Servais (magistrat) Jean

Académique, Droit

Huy 25/09/1856, Finnevaux 30/11/1946

Après des humanités classiques à l’Athénée de Bruxelles, un doctorat en Philosophie et Lettres (1874) et un second en Droit (1877) à l’Université libre de Bruxelles, Jean Servais, jeune et brillant avocat auprès de la Cour d’appel de Bruxelles, va mener une double carrière, l’une dans la magistrature, l’autre dans l’enseignement, en marquant durablement l’organisation judiciaire du pays. Conseiller à la Cour de Cassation, procureur général à la Cour d’appel de Bruxelles, il avait été nommé Ministre d’État pour son rôle durant la Première Guerre mondiale et au lendemain de l’Armistice.
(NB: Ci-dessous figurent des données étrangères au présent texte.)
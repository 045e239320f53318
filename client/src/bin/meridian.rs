//! Command line client for a meridian ledger network.

use anyhow::{Context, Result};
use clap::{Parser, Subcommand};
use meridian_client::{
    config::Config,
    payloads::{AccountBalanceQuery, AccountInfoQuery, TopicMessageSubmit, Transfer},
    Client, Query, Transaction,
};
use meridian_types::{AccountId, TopicId};
use std::{fs, path::PathBuf};
use tracing::info;

#[derive(Parser, Debug)]
#[command(name = "meridian", author, version, about = "Submit transactions to and query a meridian ledger")]
struct Args {
    /// Path to the YAML client configuration
    #[arg(long, default_value = "meridian.yaml")]
    config: PathBuf,

    #[command(subcommand)]
    command: Command,
}

#[derive(Subcommand, Debug)]
enum Command {
    /// Print the balance of an account.
    Balance { account: AccountId },
    /// Print the full state of an account (paid query).
    Info { account: AccountId },
    /// Move value from the operator account to another account.
    Transfer { to: AccountId, amount: i64 },
    /// Publish a message to a topic.
    SubmitMessage { topic: TopicId, message: String },
}

#[tokio::main]
async fn main() -> Result<()> {
    let args = Args::parse();
    let contents = fs::read_to_string(&args.config)
        .with_context(|| format!("failed to read {}", args.config.display()))?;
    let config = Config::from_yaml(&contents).context("failed to parse config")?;
    let config = config.validate().context("invalid config")?;

    tracing_subscriber::fmt()
        .with_max_level(config.log_level)
        .init();

    let client = Client::from_config(config).context("failed to build client")?;

    match args.command {
        Command::Balance { account } => {
            let balance = Query::new(AccountBalanceQuery::new(account))
                .execute(&client)
                .await
                .context("balance query failed")?;
            println!("{} {}", balance.account_id, balance.balance);
        }
        Command::Info { account } => {
            let info = Query::new(AccountInfoQuery::new(account))
                .execute(&client)
                .await
                .context("info query failed")?;
            println!("{info:#?}");
        }
        Command::Transfer { to, amount } => {
            let operator = client
                .operator()
                .context("transfer needs an operator in the config")?
                .account_id;
            let mut transaction = Transaction::new(
                Transfer::new()
                    .add_transfer(operator, amount.saturating_neg())
                    .add_transfer(to, amount),
            );
            let response = transaction
                .execute(&client)
                .await
                .context("transfer failed")?;
            info!(transaction_id = %response.transaction_id, node = %response.node_account_id, "transfer accepted");
            let receipt = response
                .get_successful_receipt(&client)
                .await
                .context("transfer did not succeed")?;
            println!("{} {}", response.transaction_id, receipt.status);
        }
        Command::SubmitMessage { topic, message } => {
            let mut transaction =
                Transaction::new(TopicMessageSubmit::new(topic, message.into_bytes()));
            let responses = transaction
                .execute_all(&client)
                .await
                .context("message submission failed")?;
            for response in &responses {
                info!(transaction_id = %response.transaction_id, node = %response.node_account_id, "chunk accepted");
                let receipt = response
                    .get_successful_receipt(&client)
                    .await
                    .context("message was not recorded")?;
                println!(
                    "{} sequence {}",
                    response.transaction_id, receipt.topic_sequence_number
                );
            }
        }
    }
    Ok(())
}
Fondateur et directeur, de 1886 à 1890, de la Revue de Droit belge, nommé substitut du procureur général en 1894, ensuite conseiller à la Cour de Cassation, ce jurisconsulte d’origine liégeoise est choisi en 1906, par l’Université libre de Bruxelles, comme professeur extraordinaire. Éminent pénaliste, il est cependant chargé d’enseigner les lois organiques du notariat, avant de se voir confier les « Éléments de l’organisation judiciaire, de la compétence et de la procédure civile » (1907) et d’être nommé professeur ordinaire à l’été 1908. La Grande Guerre le surprend dans une série de travaux scientifiques en matière de droit qu’il interrompt pour se consacrer aux activités du Comité national de Secours et d’Alimentation. Il est un membre actif du Comité provincial de Namur, province dans laquelle il dispose, depuis quelques années, d’une vaste propriété située à Finnevaux.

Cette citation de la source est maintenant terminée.